(Stored data entries)
== == ==
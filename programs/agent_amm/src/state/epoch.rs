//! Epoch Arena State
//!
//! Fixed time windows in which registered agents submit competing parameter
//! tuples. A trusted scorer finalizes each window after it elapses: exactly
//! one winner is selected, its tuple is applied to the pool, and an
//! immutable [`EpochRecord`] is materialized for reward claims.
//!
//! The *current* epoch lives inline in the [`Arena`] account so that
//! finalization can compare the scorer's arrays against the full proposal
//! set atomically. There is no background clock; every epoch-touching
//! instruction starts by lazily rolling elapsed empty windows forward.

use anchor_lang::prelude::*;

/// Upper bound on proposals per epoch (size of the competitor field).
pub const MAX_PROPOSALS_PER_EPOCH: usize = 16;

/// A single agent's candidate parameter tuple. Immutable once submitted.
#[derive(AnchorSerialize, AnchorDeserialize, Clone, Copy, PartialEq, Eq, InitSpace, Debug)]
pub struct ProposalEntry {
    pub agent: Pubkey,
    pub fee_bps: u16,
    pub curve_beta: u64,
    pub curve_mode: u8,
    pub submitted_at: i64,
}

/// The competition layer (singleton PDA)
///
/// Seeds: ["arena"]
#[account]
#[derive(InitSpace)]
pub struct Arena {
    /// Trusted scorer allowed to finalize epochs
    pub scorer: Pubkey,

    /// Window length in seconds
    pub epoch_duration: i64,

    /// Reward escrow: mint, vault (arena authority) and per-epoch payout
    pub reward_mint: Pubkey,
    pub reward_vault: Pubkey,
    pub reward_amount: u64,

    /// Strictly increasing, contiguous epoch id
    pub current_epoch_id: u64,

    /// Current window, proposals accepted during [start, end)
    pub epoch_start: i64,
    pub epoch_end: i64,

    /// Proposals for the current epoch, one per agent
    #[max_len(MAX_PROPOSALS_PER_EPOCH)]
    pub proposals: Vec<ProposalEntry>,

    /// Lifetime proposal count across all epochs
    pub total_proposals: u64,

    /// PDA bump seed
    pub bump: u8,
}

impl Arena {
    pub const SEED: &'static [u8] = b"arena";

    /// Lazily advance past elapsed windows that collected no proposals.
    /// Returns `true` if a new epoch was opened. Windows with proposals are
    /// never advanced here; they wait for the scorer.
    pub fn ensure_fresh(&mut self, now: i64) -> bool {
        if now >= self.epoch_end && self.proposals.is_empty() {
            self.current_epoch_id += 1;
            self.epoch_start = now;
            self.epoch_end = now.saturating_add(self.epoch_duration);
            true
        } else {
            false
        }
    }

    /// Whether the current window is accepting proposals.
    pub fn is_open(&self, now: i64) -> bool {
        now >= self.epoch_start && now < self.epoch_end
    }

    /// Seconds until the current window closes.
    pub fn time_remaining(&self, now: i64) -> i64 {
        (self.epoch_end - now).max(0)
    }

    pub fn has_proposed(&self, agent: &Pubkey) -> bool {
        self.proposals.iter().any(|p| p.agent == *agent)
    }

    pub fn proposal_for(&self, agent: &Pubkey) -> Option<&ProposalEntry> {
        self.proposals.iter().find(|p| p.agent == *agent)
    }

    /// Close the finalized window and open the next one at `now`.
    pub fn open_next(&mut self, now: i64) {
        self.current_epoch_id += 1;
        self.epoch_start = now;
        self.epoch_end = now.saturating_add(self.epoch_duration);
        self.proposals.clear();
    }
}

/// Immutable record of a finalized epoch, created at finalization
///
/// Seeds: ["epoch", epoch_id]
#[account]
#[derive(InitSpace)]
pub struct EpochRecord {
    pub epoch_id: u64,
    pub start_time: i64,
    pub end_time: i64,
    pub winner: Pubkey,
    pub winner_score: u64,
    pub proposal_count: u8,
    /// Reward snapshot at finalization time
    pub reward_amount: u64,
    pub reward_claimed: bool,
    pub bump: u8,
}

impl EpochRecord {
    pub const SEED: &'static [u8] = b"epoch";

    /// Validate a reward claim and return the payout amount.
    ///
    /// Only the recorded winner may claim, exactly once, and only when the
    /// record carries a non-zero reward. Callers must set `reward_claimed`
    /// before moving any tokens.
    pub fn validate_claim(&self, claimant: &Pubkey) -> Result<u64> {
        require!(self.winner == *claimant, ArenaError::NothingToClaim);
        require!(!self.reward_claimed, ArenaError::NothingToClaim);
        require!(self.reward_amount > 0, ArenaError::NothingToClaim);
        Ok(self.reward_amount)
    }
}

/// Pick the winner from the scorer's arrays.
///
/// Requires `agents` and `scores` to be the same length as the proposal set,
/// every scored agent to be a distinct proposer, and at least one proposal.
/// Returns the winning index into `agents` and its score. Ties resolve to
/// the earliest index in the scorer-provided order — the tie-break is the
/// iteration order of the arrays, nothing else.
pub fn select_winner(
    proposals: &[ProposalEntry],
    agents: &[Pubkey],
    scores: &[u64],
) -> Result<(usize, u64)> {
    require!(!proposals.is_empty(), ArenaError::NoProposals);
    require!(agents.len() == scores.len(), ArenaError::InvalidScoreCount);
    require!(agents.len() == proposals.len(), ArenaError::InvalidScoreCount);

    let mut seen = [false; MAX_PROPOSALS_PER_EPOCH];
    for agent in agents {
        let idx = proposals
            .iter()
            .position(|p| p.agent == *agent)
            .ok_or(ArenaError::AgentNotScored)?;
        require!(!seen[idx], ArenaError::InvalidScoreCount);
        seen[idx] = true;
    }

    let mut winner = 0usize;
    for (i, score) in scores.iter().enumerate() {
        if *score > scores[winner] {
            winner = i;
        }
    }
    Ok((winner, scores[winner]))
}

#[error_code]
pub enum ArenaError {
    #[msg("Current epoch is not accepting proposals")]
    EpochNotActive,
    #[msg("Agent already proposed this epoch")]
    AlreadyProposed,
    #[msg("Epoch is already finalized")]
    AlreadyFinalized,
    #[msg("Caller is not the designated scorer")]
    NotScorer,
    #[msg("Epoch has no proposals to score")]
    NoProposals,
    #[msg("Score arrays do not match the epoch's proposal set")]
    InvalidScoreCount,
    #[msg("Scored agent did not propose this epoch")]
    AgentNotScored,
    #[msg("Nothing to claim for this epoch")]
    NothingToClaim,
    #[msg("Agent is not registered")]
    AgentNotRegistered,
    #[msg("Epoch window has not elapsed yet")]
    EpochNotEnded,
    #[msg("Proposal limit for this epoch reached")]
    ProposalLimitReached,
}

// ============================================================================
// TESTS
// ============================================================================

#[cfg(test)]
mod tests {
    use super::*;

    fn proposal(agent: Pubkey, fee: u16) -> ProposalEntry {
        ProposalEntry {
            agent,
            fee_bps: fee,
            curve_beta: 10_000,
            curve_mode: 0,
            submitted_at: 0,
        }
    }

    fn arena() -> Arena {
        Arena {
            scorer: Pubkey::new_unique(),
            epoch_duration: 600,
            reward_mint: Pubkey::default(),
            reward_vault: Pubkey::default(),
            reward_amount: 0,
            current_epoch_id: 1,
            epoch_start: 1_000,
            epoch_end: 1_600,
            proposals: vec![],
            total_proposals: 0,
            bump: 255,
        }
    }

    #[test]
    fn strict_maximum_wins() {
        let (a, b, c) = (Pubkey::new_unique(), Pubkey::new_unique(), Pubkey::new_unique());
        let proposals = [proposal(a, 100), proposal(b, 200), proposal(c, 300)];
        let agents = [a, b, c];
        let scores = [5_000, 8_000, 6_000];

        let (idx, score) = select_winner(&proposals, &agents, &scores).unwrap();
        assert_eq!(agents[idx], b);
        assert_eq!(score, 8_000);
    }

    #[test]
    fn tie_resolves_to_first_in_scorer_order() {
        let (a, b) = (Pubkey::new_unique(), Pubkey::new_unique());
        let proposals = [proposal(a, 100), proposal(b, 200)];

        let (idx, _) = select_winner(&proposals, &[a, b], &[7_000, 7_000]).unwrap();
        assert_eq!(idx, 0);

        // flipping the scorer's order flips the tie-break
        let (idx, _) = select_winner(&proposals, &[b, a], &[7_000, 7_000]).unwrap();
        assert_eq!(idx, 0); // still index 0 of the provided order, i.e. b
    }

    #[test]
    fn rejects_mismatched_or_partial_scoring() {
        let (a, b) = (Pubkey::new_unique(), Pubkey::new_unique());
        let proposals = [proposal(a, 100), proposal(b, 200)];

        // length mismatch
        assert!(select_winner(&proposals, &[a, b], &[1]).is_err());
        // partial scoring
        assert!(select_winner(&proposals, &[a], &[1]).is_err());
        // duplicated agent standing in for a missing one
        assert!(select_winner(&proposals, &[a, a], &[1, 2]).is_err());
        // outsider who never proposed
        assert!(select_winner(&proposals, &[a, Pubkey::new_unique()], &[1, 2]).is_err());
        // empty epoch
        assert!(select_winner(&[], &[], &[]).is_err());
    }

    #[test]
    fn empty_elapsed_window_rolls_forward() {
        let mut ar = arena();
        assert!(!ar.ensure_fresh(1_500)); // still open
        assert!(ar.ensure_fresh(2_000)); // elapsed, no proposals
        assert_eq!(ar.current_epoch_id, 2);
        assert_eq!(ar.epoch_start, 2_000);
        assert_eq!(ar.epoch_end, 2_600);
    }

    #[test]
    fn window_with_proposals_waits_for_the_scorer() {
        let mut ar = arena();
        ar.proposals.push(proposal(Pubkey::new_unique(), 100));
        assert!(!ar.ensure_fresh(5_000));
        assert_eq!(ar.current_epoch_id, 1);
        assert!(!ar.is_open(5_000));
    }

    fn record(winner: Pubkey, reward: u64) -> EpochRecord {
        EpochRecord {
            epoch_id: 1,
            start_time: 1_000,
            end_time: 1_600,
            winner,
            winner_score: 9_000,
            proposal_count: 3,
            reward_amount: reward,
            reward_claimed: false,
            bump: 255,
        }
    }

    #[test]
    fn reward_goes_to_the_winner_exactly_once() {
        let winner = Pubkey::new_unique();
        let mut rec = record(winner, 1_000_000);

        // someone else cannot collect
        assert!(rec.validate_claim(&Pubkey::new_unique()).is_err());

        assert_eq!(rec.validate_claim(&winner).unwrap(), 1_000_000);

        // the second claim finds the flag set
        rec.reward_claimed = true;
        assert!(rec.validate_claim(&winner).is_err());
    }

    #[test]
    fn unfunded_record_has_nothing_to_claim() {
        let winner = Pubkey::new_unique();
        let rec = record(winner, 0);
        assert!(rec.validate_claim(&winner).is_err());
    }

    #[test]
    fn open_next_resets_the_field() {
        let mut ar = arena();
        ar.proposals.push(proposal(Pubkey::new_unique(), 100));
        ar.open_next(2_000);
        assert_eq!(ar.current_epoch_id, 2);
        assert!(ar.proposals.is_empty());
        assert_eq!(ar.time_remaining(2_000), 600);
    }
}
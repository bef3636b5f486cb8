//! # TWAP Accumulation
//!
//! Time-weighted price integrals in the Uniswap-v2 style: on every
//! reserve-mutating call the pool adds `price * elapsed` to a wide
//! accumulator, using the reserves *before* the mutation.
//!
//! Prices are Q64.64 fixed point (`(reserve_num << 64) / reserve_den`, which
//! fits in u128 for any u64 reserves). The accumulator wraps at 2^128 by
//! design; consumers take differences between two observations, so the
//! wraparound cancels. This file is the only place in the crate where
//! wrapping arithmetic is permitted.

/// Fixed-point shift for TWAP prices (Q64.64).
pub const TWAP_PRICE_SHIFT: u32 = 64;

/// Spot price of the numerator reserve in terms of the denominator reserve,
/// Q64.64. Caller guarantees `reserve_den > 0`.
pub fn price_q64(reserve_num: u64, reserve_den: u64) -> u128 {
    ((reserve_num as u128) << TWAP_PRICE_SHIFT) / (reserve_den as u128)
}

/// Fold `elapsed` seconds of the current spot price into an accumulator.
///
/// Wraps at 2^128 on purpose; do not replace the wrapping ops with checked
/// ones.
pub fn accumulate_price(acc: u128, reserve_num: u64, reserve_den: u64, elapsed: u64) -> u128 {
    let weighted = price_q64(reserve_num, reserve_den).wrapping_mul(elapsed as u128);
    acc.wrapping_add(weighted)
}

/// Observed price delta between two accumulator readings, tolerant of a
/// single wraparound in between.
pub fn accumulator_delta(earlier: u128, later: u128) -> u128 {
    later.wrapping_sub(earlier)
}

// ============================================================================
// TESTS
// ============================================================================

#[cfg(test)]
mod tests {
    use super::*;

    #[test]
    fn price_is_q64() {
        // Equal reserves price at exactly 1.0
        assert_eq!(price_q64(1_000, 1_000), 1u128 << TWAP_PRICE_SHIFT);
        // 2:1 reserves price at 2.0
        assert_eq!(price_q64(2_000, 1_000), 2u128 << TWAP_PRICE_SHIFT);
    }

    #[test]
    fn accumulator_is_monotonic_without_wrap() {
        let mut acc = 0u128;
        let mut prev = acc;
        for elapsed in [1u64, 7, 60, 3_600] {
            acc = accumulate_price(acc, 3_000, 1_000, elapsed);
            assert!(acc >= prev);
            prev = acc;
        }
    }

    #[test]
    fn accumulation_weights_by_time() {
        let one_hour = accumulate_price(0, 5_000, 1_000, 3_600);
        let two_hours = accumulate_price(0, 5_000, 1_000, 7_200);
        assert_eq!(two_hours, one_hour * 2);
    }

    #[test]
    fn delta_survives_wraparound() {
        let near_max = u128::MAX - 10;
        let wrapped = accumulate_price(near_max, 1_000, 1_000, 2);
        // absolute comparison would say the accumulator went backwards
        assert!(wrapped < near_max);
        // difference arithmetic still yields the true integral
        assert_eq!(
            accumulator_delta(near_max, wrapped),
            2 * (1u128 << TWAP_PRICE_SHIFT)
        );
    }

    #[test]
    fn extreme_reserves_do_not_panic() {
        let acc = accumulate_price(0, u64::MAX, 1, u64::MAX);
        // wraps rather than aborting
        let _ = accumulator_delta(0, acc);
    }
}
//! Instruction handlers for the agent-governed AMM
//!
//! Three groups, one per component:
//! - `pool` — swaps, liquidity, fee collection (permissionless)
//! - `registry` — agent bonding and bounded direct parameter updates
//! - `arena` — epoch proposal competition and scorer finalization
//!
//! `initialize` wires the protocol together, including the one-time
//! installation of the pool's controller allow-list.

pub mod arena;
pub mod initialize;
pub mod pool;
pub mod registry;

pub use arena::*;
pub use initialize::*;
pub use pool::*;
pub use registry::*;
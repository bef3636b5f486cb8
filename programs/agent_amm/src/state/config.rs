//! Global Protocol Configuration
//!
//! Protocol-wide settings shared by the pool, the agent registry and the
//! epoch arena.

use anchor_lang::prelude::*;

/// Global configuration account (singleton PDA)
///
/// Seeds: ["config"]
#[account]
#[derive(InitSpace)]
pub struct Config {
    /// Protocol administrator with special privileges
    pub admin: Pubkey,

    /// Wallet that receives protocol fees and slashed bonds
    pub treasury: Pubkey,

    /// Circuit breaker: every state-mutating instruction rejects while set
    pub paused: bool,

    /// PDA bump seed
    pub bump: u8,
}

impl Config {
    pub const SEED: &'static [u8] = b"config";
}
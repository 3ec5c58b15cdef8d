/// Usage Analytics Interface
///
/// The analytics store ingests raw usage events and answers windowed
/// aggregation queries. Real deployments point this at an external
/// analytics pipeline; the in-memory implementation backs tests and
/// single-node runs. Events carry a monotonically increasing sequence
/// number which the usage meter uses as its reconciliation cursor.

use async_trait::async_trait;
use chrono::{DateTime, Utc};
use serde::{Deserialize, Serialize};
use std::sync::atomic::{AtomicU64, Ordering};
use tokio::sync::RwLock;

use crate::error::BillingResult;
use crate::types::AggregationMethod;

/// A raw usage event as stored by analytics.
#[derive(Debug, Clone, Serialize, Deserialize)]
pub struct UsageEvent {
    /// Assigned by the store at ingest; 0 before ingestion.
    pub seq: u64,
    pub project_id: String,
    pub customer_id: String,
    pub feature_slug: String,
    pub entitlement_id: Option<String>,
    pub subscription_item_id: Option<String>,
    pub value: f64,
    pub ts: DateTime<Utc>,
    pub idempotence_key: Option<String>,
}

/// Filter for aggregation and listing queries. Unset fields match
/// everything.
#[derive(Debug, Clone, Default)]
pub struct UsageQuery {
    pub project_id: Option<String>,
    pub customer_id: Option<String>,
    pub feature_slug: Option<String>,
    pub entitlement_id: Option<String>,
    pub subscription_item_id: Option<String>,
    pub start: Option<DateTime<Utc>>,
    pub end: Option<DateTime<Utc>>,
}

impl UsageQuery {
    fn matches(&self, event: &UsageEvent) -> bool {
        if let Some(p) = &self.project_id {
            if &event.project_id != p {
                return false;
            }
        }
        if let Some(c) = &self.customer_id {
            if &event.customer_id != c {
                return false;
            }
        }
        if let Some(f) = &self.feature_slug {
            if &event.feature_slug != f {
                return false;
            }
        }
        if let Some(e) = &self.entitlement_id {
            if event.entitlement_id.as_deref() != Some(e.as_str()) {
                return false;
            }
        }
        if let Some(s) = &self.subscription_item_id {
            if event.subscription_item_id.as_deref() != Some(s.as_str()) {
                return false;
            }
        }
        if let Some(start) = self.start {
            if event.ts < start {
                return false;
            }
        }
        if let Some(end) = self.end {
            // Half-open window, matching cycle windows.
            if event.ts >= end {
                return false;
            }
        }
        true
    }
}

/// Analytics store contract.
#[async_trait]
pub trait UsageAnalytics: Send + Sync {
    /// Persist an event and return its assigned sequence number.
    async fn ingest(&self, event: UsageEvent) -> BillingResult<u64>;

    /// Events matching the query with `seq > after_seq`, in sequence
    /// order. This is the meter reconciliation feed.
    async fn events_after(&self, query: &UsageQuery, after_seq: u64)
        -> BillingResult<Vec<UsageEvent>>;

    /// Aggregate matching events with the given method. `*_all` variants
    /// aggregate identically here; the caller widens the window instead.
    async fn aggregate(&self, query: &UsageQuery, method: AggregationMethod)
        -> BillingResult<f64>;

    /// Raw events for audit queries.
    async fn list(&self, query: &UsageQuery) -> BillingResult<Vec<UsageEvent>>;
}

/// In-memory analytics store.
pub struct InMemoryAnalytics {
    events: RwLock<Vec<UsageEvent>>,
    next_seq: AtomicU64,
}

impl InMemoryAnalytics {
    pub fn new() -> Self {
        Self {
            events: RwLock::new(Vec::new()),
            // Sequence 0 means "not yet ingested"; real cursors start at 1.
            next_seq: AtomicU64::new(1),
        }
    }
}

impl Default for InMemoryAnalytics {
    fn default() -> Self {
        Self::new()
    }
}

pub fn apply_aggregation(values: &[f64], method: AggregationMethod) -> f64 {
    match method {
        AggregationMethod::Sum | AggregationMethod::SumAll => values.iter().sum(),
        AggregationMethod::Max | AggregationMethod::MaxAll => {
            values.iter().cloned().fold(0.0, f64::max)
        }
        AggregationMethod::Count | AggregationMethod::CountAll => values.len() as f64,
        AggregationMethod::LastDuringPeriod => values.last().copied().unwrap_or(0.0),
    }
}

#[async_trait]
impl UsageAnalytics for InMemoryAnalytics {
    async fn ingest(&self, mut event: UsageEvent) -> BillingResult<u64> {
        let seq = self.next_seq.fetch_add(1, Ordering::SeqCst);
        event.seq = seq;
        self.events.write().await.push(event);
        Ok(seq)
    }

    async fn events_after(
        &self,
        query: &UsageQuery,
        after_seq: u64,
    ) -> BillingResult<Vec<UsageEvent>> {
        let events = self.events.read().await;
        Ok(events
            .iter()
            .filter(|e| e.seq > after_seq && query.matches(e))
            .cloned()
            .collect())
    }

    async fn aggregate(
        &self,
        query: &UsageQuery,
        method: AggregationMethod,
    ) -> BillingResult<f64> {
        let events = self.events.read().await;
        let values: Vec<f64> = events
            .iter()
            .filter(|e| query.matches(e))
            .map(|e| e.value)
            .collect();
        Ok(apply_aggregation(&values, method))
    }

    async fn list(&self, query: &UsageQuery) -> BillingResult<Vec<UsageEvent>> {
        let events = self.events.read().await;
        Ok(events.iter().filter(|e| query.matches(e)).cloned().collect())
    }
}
== == ==
__What is expected__: Exactly as written, reproduce the lines of the data above from the first line through the line where "pool, and an" appears.

__Answer below__:
filename programs/agent_amm/src/state/epoch.rs
//! Epoch Arena State
//!
//! Fixed time windows in which registered agents submit competing parameter
//! tuples. A trusted scorer finalizes each window after it elapses: exactly
//! one winner is selected, its tuple is applied to the pool, and an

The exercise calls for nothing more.